JUMP CUT
A REVIEW OF CONTEMPORARY MEDIA

Poetry from Endless futures

review by Nataleah Hunter-Young

Kara Keeling. Queer Times, Black Futures. New York, NY: New York University Press, 2019. 273 pg. 

Artist Cosima said to Frank Ocean in a 2019 interview, “To a lot of artists who are trapped in deals and contracts you’re something of a north star."

Endless was unimaginable to Universal Music Group (UMG). Fans waited four years for Frank Ocean’s second studio album, and on August 19, 2016 they got a 46-minute-long, high contrast black and white experimental visual album with an unmarked tracklist. Released exclusively as a video on Apple Music, Endless had no purchase option. It would be the next day when critics got what they were looking for but under the title Blond(e). Another album, this time sixty minutes long with eighteen tracks plus one unlisted, and widely available to stream and buy. The press would learn in the days to come that Endless marked the end of Ocean’s contractual obligations to Def Jam Records. Blond(e) was his first official release as an independent artist and ushered in for UMG (Def Jam’s parent company) the categorical end to licensing exclusive streaming deals for artists.[1] [open endnotes in new window]

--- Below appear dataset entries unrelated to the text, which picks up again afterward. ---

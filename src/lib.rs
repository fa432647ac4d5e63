//! # zakat-calculator
//!
//! Computes the Zakat obligation on personal and business wealth: asset
//! categories are summed, debts and Zakat already paid are deducted, and the
//! net wealth is compared with the Nisab threshold. At or above the
//! threshold, the due amount is `net wealth * rate` (2.5% by default).
//!
//! ```rust
//! use zakat_calculator::prelude::*;
//! use rust_decimal_macros::dec;
//!
//! let params = ZakatParameters::default();
//! let inputs = ZakatInputs::from_fields([("cash", "20000"), ("debts", "")]);
//! let result = inputs.calculate_zakat(&params);
//!
//! assert!(result.is_above_nisab);
//! assert_eq!(result.zakat_due, dec!(500));
//! ```

pub mod builder;
pub mod categories;
pub mod config;
pub mod currency;
pub mod engine;
pub mod export;
pub mod inputs;
pub mod prelude;
pub mod report;
pub mod traits;
pub mod types;
pub mod validation;

pub use config::ZakatParameters;
pub use engine::{ZakatEngine, calculate, compute_total, shortfall};
pub use traits::CalculateZakat;
pub use types::{ZakatError, ZakatResult};
use rust_decimal_macros::dec;
use zakat_calculator::prelude::*;

#[test]
fn test_view_model_formatting() {
    let params = ZakatParameters::default();
    let formatter = CurrencyFormatter::default();

    let result = ZakatInputs::new()
        .asset(AssetCategory::Cash, "10034")
        .calculate_zakat(&params);
    let view = result.to_view(&params, &formatter);

    assert_eq!(view.formatted_total_assets, "$10,034.00");
    assert_eq!(view.formatted_total_deductions, "$0.00");
    assert_eq!(view.formatted_net_wealth, "$10,034.00");
    assert_eq!(view.formatted_zakat_due, "$250.85");
    assert_eq!(view.formatted_nisab, "$10,034");
    assert_eq!(view.status_class, "above-nisab");
    assert_eq!(view.nisab_progress, 1.0);
}

#[test]
fn test_view_model_shortfall_message() {
    let params = ZakatParameters::default();
    let inputs = ZakatInputs::from_fields([
        ("business-cash", "5000"),
        ("inventory", "3000"),
        ("cash", "2000"),
        ("debts", "1000"),
    ]);
    let view = inputs
        .calculate_zakat(&params)
        .to_view(&params, &CurrencyFormatter::default());

    assert_eq!(view.status, NisabStatus::BelowNisab { shortfall: dec!(1034) });
    assert_eq!(
        view.messages,
        vec![
            "Zakat is not obligatory. Your wealth is below the Nisab threshold.".to_string(),
            "You need an additional $1,034.00 to reach the Nisab.".to_string(),
        ]
    );
}

#[test]
fn test_display_rounding_does_not_touch_result() {
    let params = ZakatParameters::new(100, "0.025").unwrap();
    let result = ZakatInputs::new()
        .asset(AssetCategory::Dividends, "100.3")
        .calculate_zakat(&params);

    // 100.3 * 0.025 = 2.5075
    assert_eq!(result.zakat_due, dec!(2.5075));
    let view = result.to_view(&params, &CurrencyFormatter::default());
    assert_eq!(view.formatted_zakat_due, "$2.51");
    assert_eq!(result.zakat_due, dec!(2.5075));
}

#[test]
fn test_custom_symbol() {
    let params = ZakatParameters::default();
    let formatter = CurrencyFormatter::new("en-US", "USD", SymbolPlacement::Suffix).unwrap();
    let view = ZakatInputs::new()
        .asset(AssetCategory::Cash, 20000)
        .calculate_zakat(&params)
        .to_view(&params, &formatter);

    assert_eq!(view.formatted_zakat_due, "500.00 USD");
    assert_eq!(view.messages[1], "You are required to pay 500.00 USD as Zakat.");
}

What Ocean had with Def Jam is called a “futures contract.” Def Jam (the buyer) believed that the future would confirm the (money) value they would accrue from Ocean’s (the seller) second album. The label based their calculations of future earnings on present-day metrics like Ocean’s popularity following the release of his mixtape Nostalgia Ultra. This is also called “speculation,” wherein a certain amount of risk is accepted in purchasing a commodity that one expects will become more profitable in the future. These logics rely on (the presumption of) universal belief in their existence. In other words, before the purchase or exchange of goods, both Def Jam and Ocean ostensibly agreed to believe in the (money) value of what was to come. However, Ocean effectively changed the terms of his contract with the label by reimagining that value on his own terms. For Ocean, in the specific case of Endless, “value” did not equal million dollar returns for his label or himself.[2] An album was required, and an album—demonetized albeit valuable in other ways—is what Def Jam got.

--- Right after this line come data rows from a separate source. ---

use rust_decimal::Decimal;
use rust_decimal_macros::dec;
use zakat_calculator::prelude::*;

fn params() -> ZakatParameters {
    ZakatParameters::default()
}

#[test]
fn test_all_categories_zero() {
    let mut inputs = ZakatInputs::new();
    for field in Field::all() {
        inputs.set_field(field, 0);
    }
    let result = inputs.calculate_zakat(&params());

    assert_eq!(result.total_assets, Decimal::ZERO);
    assert_eq!(result.net_wealth, Decimal::ZERO);
    assert_eq!(result.zakat_due, Decimal::ZERO);
    assert!(!result.is_above_nisab);
    assert_eq!(shortfall(&result, &params()), dec!(10034));
}

#[test]
fn test_cash_above_nisab() {
    let result = ZakatInputs::new()
        .asset(AssetCategory::Cash, 20000)
        .calculate_zakat(&params());

    assert_eq!(result.total_assets, dec!(20000));
    assert_eq!(result.net_wealth, dec!(20000));
    assert!(result.is_above_nisab);
    assert_eq!(result.zakat_due, dec!(500.00));
    assert_eq!(result.format_amount(), "500.00");
}

#[test]
fn test_cash_exactly_at_nisab() {
    let result = ZakatInputs::new()
        .asset(AssetCategory::Cash, 10034)
        .calculate_zakat(&params());

    assert_eq!(result.net_wealth, dec!(10034));
    assert!(result.is_above_nisab, "meeting the threshold exactly is enough");
    assert_eq!(result.zakat_due, dec!(250.85));
}

#[test]
fn test_debts_pull_below_nisab() {
    let result = ZakatInputs::new()
        .asset(AssetCategory::Cash, 15000)
        .deduction(DeductionCategory::Debts, 6000)
        .calculate_zakat(&params());

    assert_eq!(result.total_assets, dec!(15000));
    assert_eq!(result.total_deductions, dec!(6000));
    assert_eq!(result.net_wealth, dec!(9000));
    assert!(!result.is_above_nisab);
    assert_eq!(result.zakat_due, Decimal::ZERO);
    assert_eq!(shortfall(&result, &params()), dec!(1034));
}

#[test]
fn test_negative_cash_counts_as_zero() {
    let result = ZakatInputs::new()
        .asset(AssetCategory::Cash, -500)
        .calculate_zakat(&params());

    assert_eq!(result.total_assets, Decimal::ZERO);
    assert_eq!(result.net_wealth, Decimal::ZERO);
    assert!(!result.is_above_nisab);
}

#[test]
fn test_mixed_personal_and_business_assets() {
    let inputs = ZakatInputs::from_fields([
        ("business-cash", "5000"),
        ("inventory", "3000"),
        ("cash", "2000"),
        ("debts", "1000"),
    ]);
    let engine = ZakatEngine::new(params());
    let result = engine.calculate(&inputs);

    assert_eq!(result.total_assets, dec!(10000));
    assert_eq!(result.total_deductions, dec!(1000));
    assert_eq!(result.net_wealth, dec!(9000));
    assert!(!result.is_above_nisab);
    assert_eq!(engine.shortfall(&result), dec!(1034));
}

#[test]
fn test_zakat_paid_is_deducted() {
    let result = ZakatInputs::new()
        .asset(AssetCategory::Stocks, 30000)
        .deduction(DeductionCategory::ZakatPaid, 10000)
        .calculate_zakat(&params());

    assert_eq!(result.net_wealth, dec!(20000));
    assert_eq!(result.zakat_due, dec!(500));
}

I will skip a substantial qualification of the ripples this artistic decision sent through an already fragile industry desperate to maintain a top-heavy finance structure, one long made redundant by the Internet and the mainstreaming of high-quality digital recording equipment. (This is the same industry still haunted by Napster and beside itself in attempts to control the market share lost to burgeoning streaming platforms.) Instead, what I find useful in this example is the errant futurism it flouts in the face of racial capitalism—that is, the example it sets for one’s imagination. It is not an end to what Dionne Brand has called “the calculus of living and dyingthat white supremacy and racial capitalism administer, nor does it represent for me an exit (freedom) from its hold on Ocean or the rest of us.[3] Rather, it’s a bit of poetry—a gateway for imagining non-monetary forms of value. An invitation to consider something else.

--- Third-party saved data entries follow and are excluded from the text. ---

use fixed_decimal::FixedDecimal;
use icu::decimal::{FixedDecimalFormatter, options::FixedDecimalFormatterOptions};
use icu::locid::Locale;
use rust_decimal::{Decimal, RoundingStrategy};
use serde::{Deserialize, Serialize};
use std::str::FromStr;
use tracing::warn;
use writeable::Writeable;

use crate::types::ZakatError;

/// Where the currency symbol goes relative to the number.
#[derive(Debug, Clone, Copy, PartialEq, Eq, Default, Serialize, Deserialize)]
#[serde(rename_all = "kebab-case")]
pub enum SymbolPlacement {
    #[default]
    Prefix,
    Suffix,
}

/// Formats amounts as display strings in a single currency.
///
/// Digit grouping and separators follow the locale (via ICU4X); the symbol is
/// placed as configured. Defaults to US dollars in `en-US`.
#[derive(Debug, Clone, PartialEq)]
pub struct CurrencyFormatter {
    locale: Locale,
    symbol: String,
    placement: SymbolPlacement,
}

impl Default for CurrencyFormatter {
    fn default() -> Self {
        Self {
            locale: icu::locid::locale!("en-US"),
            symbol: "$".to_string(),
            placement: SymbolPlacement::Prefix,
        }
    }
}

impl CurrencyFormatter {
    pub fn new(locale: &str, symbol: impl Into<String>, placement: SymbolPlacement) -> Result<Self, ZakatError> {
        let locale = Locale::from_str(locale)
            .map_err(|e| ZakatError::ConfigurationError(format!("Invalid locale '{}': {}", locale, e), None))?;
        Ok(Self {
            locale,
            symbol: symbol.into(),
            placement,
        })
    }

    pub fn symbol(&self) -> &str {
        &self.symbol
    }

    /// Formats `amount` for display.
    ///
    /// With `include_cents` the number always carries exactly two fraction
    /// digits; without, it is rounded to the nearest whole unit. Halves round
    /// away from zero in both cases. The amount itself is not modified.
    pub fn format_currency(&self, amount: Decimal, include_cents: bool) -> String {
        let dp = if include_cents { 2 } else { 0 };
        let mut rounded = amount.round_dp_with_strategy(dp, RoundingStrategy::MidpointAwayFromZero);
        rounded.rescale(dp);

        let sign = if rounded < Decimal::ZERO { "-" } else { "" };
        let number = self.format_number(rounded.abs());

        match self.placement {
            SymbolPlacement::Prefix => format!("{}{}{}", sign, self.symbol, number),
            SymbolPlacement::Suffix => format!("{}{} {}", sign, number, self.symbol),
        }
    }

    fn format_number(&self, amount: Decimal) -> String {
        let plain = amount.to_string();

        let formatter = match FixedDecimalFormatter::try_new(&(&self.locale).into(), FixedDecimalFormatterOptions::default()) {
            Ok(formatter) => formatter,
            Err(e) => {
                warn!(locale = %self.locale, error = ?e, "no decimal format data, falling back to plain digits");
                return plain;
            }
        };

        match FixedDecimal::from_str(&plain) {
            Ok(fixed) => formatter.format(&fixed).write_to_string().into_owned(),
            Err(e) => {
                warn!(amount = %plain, error = ?e, "amount not representable for ICU formatting");
                plain
            }
        }
    }
}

Where Ocean imagined freedom from a future designed by UMG, Kara Keeling’s Queer Times, Black Futures (henceforth QTBF) looks, within the realm of the poetic, to expressions of what is beyond the future designed by racial capitalism. Drawing on the work of Audre Lorde and Franco “Bifo” Berardi, Keeling’s wide-ranging project advances poetry as a method, “a way of entering the unknown and carrying back the impossible” (xii). Canvassing the poetic across cinema, digital moving image media, music, literature, and theory, QTBF considers in particular what Afrofuturist and Black queer critical and creative practices can tell us about

“imagination, technology, the future, and liberation…within the context of finance capital’s stances toward (and investments in) the future” (4).

In poetry, Keeling sources a way to harness the uncertainty—the queerness—of the future that finance capitalism attempts to foreclose by way of such tools as the futures contract (more commonly called, simply, “futures”). In other words, whereas finance capitalism seeks to guard against any risk to ever increasing profits, poetics, as it appears across various forms and media, opens us onto the unforeseen possibilities that risk enables. If capitalism therefore consigns futures only to that which is presently knowable and if it seeks to police the imagination by limiting the possible only to that which is presently available to “common sense,” QTBF alternatively considers how Afrofuturist and Black queer media reveal otherworldly and profoundly non-linear futures that exist here, now. “Here now” is a refrain that is echoed throughout Keeling’s engagements with her capacious archive of audio, visual, and literary media, which she reads as instances of the impossible, errant, opaque, utopic and dystopic—the Black and queer. Asking what these works may offer us in the present and in our material relations to futures that remain beyond view, Keeling’s theoretical and close reading practice is animated by a commitment to “the stubborn spatiotemporalities of our senses”—something that she again credits to Lorde’s writing—so as to “intervene in the smooth and seductive assertions of capitalism’s inevitability” (xi).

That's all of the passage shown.